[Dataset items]
Segment Open
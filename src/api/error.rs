//! Help Life API error types

/// Errors raised before a response is received.
///
/// A response with a non-2xx status is not an error at this level; callers
/// inspect [`super::ApiResponse::status`].
#[derive(Debug, thiserror::Error)]
pub enum ApiError {
    /// The endpoint path could not be joined onto the base URL.
    #[error("invalid endpoint {path}: {source}")]
    InvalidUrl {
        path: String,
        source: url::ParseError,
    },
    /// The bearer token is not a valid header value.
    #[error("token contains characters not allowed in a header")]
    InvalidToken,
    /// Transport failure: unreachable host, refused connection, broken body.
    #[error("HTTP error calling {endpoint}: {source}")]
    Http {
        endpoint: String,
        source: reqwest::Error,
    },
}
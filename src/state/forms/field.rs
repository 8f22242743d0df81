//! Form field value objects

/// Character used to mask secret fields on screen
const SECRET_MASK: char = '•';

/// Represents a single form field with its configuration and value
#[derive(Debug, Clone, PartialEq, Eq)]
pub struct FormField {
    pub name: String,
    pub label: String,
    pub value: String,
    /// Whether the field has lost focus at least once
    pub touched: bool,
    /// Password-style entry, masked when rendered
    pub is_secret: bool,
}

impl FormField {
    /// Create a new text field
    pub fn text(name: &str, label: &str) -> Self {
        Self {
            name: name.to_string(),
            label: label.to_string(),
            value: String::new(),
            touched: false,
            is_secret: false,
        }
    }

    /// Create a new masked text field
    pub fn secret(name: &str, label: &str) -> Self {
        Self {
            is_secret: true,
            ..Self::text(name, label)
        }
    }

    /// Get the text value
    pub fn as_text(&self) -> &str {
        &self.value
    }

    /// Replace the text value
    pub fn set_value(&mut self, value: String) {
        self.value = value;
    }

    /// Push a character to the field value
    pub fn push_char(&mut self, c: char) {
        self.value.push(c);
    }

    /// Remove the last character from the field value
    pub fn pop_char(&mut self) {
        self.value.pop();
    }

    /// Record that the field lost focus
    pub fn mark_touched(&mut self) {
        self.touched = true;
    }

    /// Get the display value for rendering
    pub fn display_value(&self) -> String {
        if self.is_secret {
            std::iter::repeat(SECRET_MASK)
                .take(self.value.chars().count())
                .collect()
        } else {
            self.value.clone()
        }
    }
}
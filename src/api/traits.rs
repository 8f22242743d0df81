//! Trait abstraction for the API client to enable mocking in tests

use super::client::ApiResponse;
use super::error::ApiError;
use crate::state::SubmissionPayload;
use async_trait::async_trait;

/// Trait for Help Life API operations, enabling mocking in tests
#[cfg_attr(test, mockall::automock)]
#[async_trait]
pub trait ApiClientTrait: Send + Sync {
    /// POST a JSON payload to `path`, relative to the API base URL.
    ///
    /// Sends `Authorization: Bearer <token>` only when a token is given.
    /// Resolves to the response for any HTTP status; `Err` means no response
    /// was received.
    async fn post_json(
        &self,
        path: &str,
        token: Option<String>,
        body: &SubmissionPayload,
    ) -> Result<ApiResponse, ApiError>;
}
Segment Closed
_Problem to solve_
Your task is to restate every record exactly.

_Result of this exercise_
filename src/api/error.rs
//! Help Life API error types

/// Errors raised before a response is received.
///
/// A response with a non-2xx status is not an error at this level; callers
/// inspect [`super::ApiResponse::status`].
#[derive(Debug, thiserror::Error)]
pub enum ApiError {
    /// The endpoint path could not be joined onto the base URL.
    #[error("invalid endpoint {path}: {source}")]
    InvalidUrl {
        path: String,
        source: url::ParseError,
    },
    /// The bearer token is not a valid header value.
    #[error("token contains characters not allowed in a header")]
    InvalidToken,
    /// Transport failure: unreachable host, refused connection, broken body.
    #[error("HTTP error calling {endpoint}: {source}")]
    Http {
        endpoint: String,
        source: reqwest::Error,
    },
}
filename src/state/forms/field.rs
repository 8f22242743d0df81
//! Form field value objects

/// Character used to mask secret fields on screen
const SECRET_MASK: char = '•';

/// Represents a single form field with its configuration and value
#[derive(Debug, Clone, PartialEq, Eq)]
pub struct FormField {
    pub name: String,
    pub label: String,
    pub value: String,
    /// Whether the field has lost focus at least once
    pub touched: bool,
    /// Password-style entry, masked when rendered
    pub is_secret: bool,
}

impl FormField {
    /// Create a new text field
    pub fn text(name: &str, label: &str) -> Self {
        Self {
            name: name.to_string(),
            label: label.to_string(),
            value: String::new(),
            touched: false,
            is_secret: false,
        }
    }

    /// Create a new masked text field
    pub fn secret(name: &str, label: &str) -> Self {
        Self {
            is_secret: true,
            ..Self::text(name, label)
        }
    }

    /// Get the text value
    pub fn as_text(&self) -> &str {
        &self.value
    }

    /// Replace the text value
    pub fn set_value(&mut self, value: String) {
        self.value = value;
    }

    /// Push a character to the field value
    pub fn push_char(&mut self, c: char) {
        self.value.push(c);
    }

    /// Remove the last character from the field value
    pub fn pop_char(&mut self) {
        self.value.pop();
    }

    /// Record that the field lost focus
    pub fn mark_touched(&mut self) {
        self.touched = true;
    }

    /// Get the display value for rendering
    pub fn display_value(&self) -> String {
        if self.is_secret {
            std::iter::repeat(SECRET_MASK)
                .take(self.value.chars().count())
                .collect()
        } else {
            self.value.clone()
        }
    }
}
filename src/api/traits.rs
repository 8f22242743d0df81
//! Trait abstraction for the API client to enable mocking in tests

use super::client::ApiResponse;
use super::error::ApiError;
use crate::state::SubmissionPayload;
use async_trait::async_trait;

/// Trait for Help Life API operations, enabling mocking in tests
#[cfg_attr(test, mockall::automock)]
#[async_trait]
pub trait ApiClientTrait: Send + Sync {
    /// POST a JSON payload to `path`, relative to the API base URL.
    ///
    /// Sends `Authorization: Bearer <token>` only when a token is given.
    /// Resolves to the response for any HTTP status; `Err` means no response
    /// was received.
    async fn post_json(
        &self,
        path: &str,
        token: Option<String>,
        body: &SubmissionPayload,
    ) -> Result<ApiResponse, ApiError>;
}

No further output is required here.